Charitable help. $ 1,3 billion for charity care for doctors averages $ 1 for each of the country's 414 active doctors. According to the Medscape Medical Compensation Report for 893, the average doctor earns $ 000 a year. Even if you take a 2017-hour work week, it's about $ 294 per hour, which means that the average doctor devotes 000 hours a year to charity for illegal immigrants.
Other federal subsidies for illegal immigrants
The current tax policy provides for an additional $ 6,4 billion in the form of additional benefits funded by US taxpayers. Tax exemption for nonprofit hospitals (and any other nonprofit medical facilities) benefits illegal immigrants regardless of their insurance status. Employer tax benefits are granted to immigrants who receive health benefits provided by the employer.
Tax exemption. The cost of tax exemption at U.S. nonprofit hospitals in 2019 was approximately $ 28,7 billion, including charitable contributions and the cost of tax-free bond financing. Assuming that 10,5 million illegal immigrants receive a proportionate share of this allowance, they receive approximately $ 0,9 billion in additional federal subsidies for medical care.
Employer tax. Assessing the size of these tax benefits for unauthorized immigrants is crucial. Almost half (48%) of unauthorized immigrants live in low-income families below 200% of the federal poverty level.

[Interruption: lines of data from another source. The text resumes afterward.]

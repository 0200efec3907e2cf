//! Seeded configuration and message generation.
//!
//! Every value comes from a [`ChaCha8Rng`] seeded with a `u64`, so the same
//! seed always yields the same sequence of configurations and messages.

use enigma_core::{
    ALPHABET_LEN, FourthRotorConfig, FourthRotorId, Letter, MAX_PAIRS, MachineConfig, ReflectorId,
    RotorChoice, RotorId, RotorSettings,
};
use rand::{Rng, SeedableRng, seq::SliceRandom};
use rand_chacha::ChaCha8Rng;

/// Deterministic generator of machine configurations.
#[derive(Debug, Clone)]
pub struct ConfigGenerator {
    rng: ChaCha8Rng,
}

impl ConfigGenerator {
    /// Generator seeded with `seed`.
    pub fn new(seed: u64) -> Self {
        Self { rng: ChaCha8Rng::seed_from_u64(seed) }
    }

    /// Random letter.
    pub fn letter(&mut self) -> Letter {
        Letter::wrapping(self.rng.gen_range(0..ALPHABET_LEN))
    }

    fn settings(&mut self) -> RotorSettings {
        RotorSettings::new(self.letter(), self.letter(), self.letter())
    }

    /// Random configuration as an operator would set it up.
    ///
    /// Three distinct stepping rotors. About one configuration in three
    /// carries a fourth rotor, and those use a thin reflector.
    pub fn config(&mut self) -> MachineConfig {
        let mut rotors = RotorId::ALL;
        rotors.shuffle(&mut self.rng);

        let (fourth, reflector) = if self.rng.gen_bool(1.0 / 3.0) {
            let rotor = FourthRotorId::ALL[self.rng.gen_range(0..FourthRotorId::ALL.len())];
            let fourth = FourthRotorConfig { rotor, position: self.letter(), ring: self.letter() };
            let thin = [ReflectorId::BThin, ReflectorId::CThin];
            (Some(fourth), thin[self.rng.gen_range(0..thin.len())])
        } else {
            let thick = [ReflectorId::A, ReflectorId::B, ReflectorId::C];
            (None, thick[self.rng.gen_range(0..thick.len())])
        };

        MachineConfig {
            rotors: RotorChoice { left: rotors[0], middle: rotors[1], right: rotors[2] },
            fourth,
            reflector,
            rings: self.settings(),
            positions: self.settings(),
            plugboard: self.plugboard(),
        }
    }

    /// Valid plugboard specification with up to ten pairs.
    pub fn plugboard(&mut self) -> String {
        let mut letters: Vec<Letter> = Letter::all().collect();
        letters.shuffle(&mut self.rng);
        let pairs = self.rng.gen_range(0..=MAX_PAIRS);

        letters
            .chunks_exact(2)
            .take(pairs)
            .map(|pair| format!("{}{}", pair[0], pair[1]))
            .collect::<Vec<_>>()
            .join(" ")
    }

    /// Message of `len` uppercase letters, roughly one in six a space.
    pub fn message(&mut self, len: usize) -> String {
        (0..len)
            .map(|_| if self.rng.gen_ratio(1, 6) { ' ' } else { self.letter().to_char() })
            .collect()
    }
}

#[cfg(test)]
mod tests {
    use enigma_core::Plugboard;

    use super::*;

    #[test]
    fn same_seed_same_sequence() {
        let mut a = ConfigGenerator::new(7);
        let mut b = ConfigGenerator::new(7);
        for _ in 0..10 {
            assert_eq!(a.config(), b.config());
            assert_eq!(a.message(40), b.message(40));
        }
    }

    #[test]
    fn configs_are_well_formed() {
        let mut generator = ConfigGenerator::new(42);
        for _ in 0..200 {
            let config = generator.config();
            let RotorChoice { left, middle, right } = config.rotors;
            assert!(left != middle && middle != right && left != right);
            assert_eq!(
                config.fourth.is_some(),
                matches!(config.reflector, ReflectorId::BThin | ReflectorId::CThin)
            );

            // Generated plugboards are valid, so nothing is dropped.
            let mut strict = Plugboard::new();
            assert_eq!(strict.configure_strict(&config.plugboard), Ok(()));
        }
    }

    #[test]
    fn messages_are_valid_input() {
        let mut generator = ConfigGenerator::new(3);
        let message = generator.message(500);
        assert_eq!(message.len(), 500);
        assert!(enigma_core::validate(&message).is_ok());
    }
}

However, only 4,1 million of the 10,5 million illegal immigrants do not have insurance, with the result that 6,4 million have some kind of coverage. Assuming that 91% have insurance coverage provided by the employer (which is the same percentage of all elderly people with private insurance coverage in 2018), this equals 5,8 million illegal immigrants with that coverage.
And even assuming that such workers receive less expensive insurance coverage from the employer, the single payment in 2019 was $ 6 (compared to $ 189 in other industries).
If we add up all the figures, including $ 10,5 billion for uninsured and another $ 6,5 billion in tax subsidies, we get a total of $ 17,0 billion in subsidized medical care for all illegal immigrants in 2019. These numbers are much easier to understand per capita:
- this amounts to a benefit of $ 1615 for each illegal immigrant;
- this puts a burden of $ 51 on every US resident.